*** EXERCISE DATA ***
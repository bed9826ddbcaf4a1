//! CSS Grid Layout Module Level 2: template and placement syntax.
//! Spec: <https://www.w3.org/TR/css-grid-2/>
//!
//! This crate turns grid shorthand strings into backend-independent track and
//! placement descriptors. It never fails: grid is an enhancement, so anything it
//! cannot classify is dropped with a warning.

// Track descriptors
mod types;
pub use types::{GridAutoFlow, GridTrack, TrackBreadth, parse_auto_flow};

// `grid-template-rows` / `grid-template-columns` / `grid-auto-*`
mod template;
pub use template::{parse_template, parse_template_with};

// `grid-template-areas`
mod areas;
pub use areas::{GridArea, parse_area, resolve_areas};

// `grid-row-start` and friends
mod placement;
pub use placement::{GridPlacement, parse_placement};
*** End of EXERCISE DATA ***
ACTIVITY: Please give back, exactly as it stands above, the stretch from the line with "so anything it" through the line with "mod template;", and no line outside it.

TASK ANSWER:
//! placement descriptors. It never fails: grid is an enhancement, so anything it
//! cannot classify is dropped with a warning.

// Track descriptors
mod types;
pub use types::{GridAutoFlow, GridTrack, TrackBreadth, parse_auto_flow};

// `grid-template-rows` / `grid-template-columns` / `grid-auto-*`
mod template;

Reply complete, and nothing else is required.